- [PROBLEM TO SOLVE] Please give the number of lines in the material below that contain "textures", and provide nothing besides that number.
───── DATA FOR ANALYSIS
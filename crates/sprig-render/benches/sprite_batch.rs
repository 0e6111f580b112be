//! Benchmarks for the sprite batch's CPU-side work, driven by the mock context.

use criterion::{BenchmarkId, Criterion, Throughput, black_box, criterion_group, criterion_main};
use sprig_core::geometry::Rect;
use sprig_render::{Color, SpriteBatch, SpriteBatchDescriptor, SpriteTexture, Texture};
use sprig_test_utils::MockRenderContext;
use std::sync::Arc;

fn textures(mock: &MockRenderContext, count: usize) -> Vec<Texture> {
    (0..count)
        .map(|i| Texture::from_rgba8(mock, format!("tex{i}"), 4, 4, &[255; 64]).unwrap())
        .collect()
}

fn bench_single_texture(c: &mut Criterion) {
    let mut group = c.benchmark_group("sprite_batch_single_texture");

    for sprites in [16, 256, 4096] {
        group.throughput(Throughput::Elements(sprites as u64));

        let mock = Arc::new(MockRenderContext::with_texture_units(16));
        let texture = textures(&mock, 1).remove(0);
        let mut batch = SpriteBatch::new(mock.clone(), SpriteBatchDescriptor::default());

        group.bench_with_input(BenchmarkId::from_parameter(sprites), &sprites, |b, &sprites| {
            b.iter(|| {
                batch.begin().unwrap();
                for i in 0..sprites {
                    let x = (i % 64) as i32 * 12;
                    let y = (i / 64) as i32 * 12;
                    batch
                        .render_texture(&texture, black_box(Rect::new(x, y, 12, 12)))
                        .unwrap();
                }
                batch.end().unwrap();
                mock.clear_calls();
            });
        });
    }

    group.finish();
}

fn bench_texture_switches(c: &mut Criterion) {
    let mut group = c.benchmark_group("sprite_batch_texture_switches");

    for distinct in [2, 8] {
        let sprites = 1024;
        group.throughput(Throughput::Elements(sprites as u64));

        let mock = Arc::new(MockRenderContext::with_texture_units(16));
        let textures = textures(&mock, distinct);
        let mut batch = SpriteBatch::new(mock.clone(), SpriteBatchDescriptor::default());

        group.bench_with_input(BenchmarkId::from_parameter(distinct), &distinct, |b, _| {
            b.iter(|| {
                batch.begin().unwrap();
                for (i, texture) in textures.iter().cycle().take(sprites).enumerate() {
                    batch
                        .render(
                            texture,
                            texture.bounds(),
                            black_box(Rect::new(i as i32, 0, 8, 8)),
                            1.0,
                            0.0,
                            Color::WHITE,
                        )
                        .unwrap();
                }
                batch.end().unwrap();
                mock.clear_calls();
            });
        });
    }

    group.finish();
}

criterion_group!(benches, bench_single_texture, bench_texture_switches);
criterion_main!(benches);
──────────
- [ANSWER TO THIS TASK] 4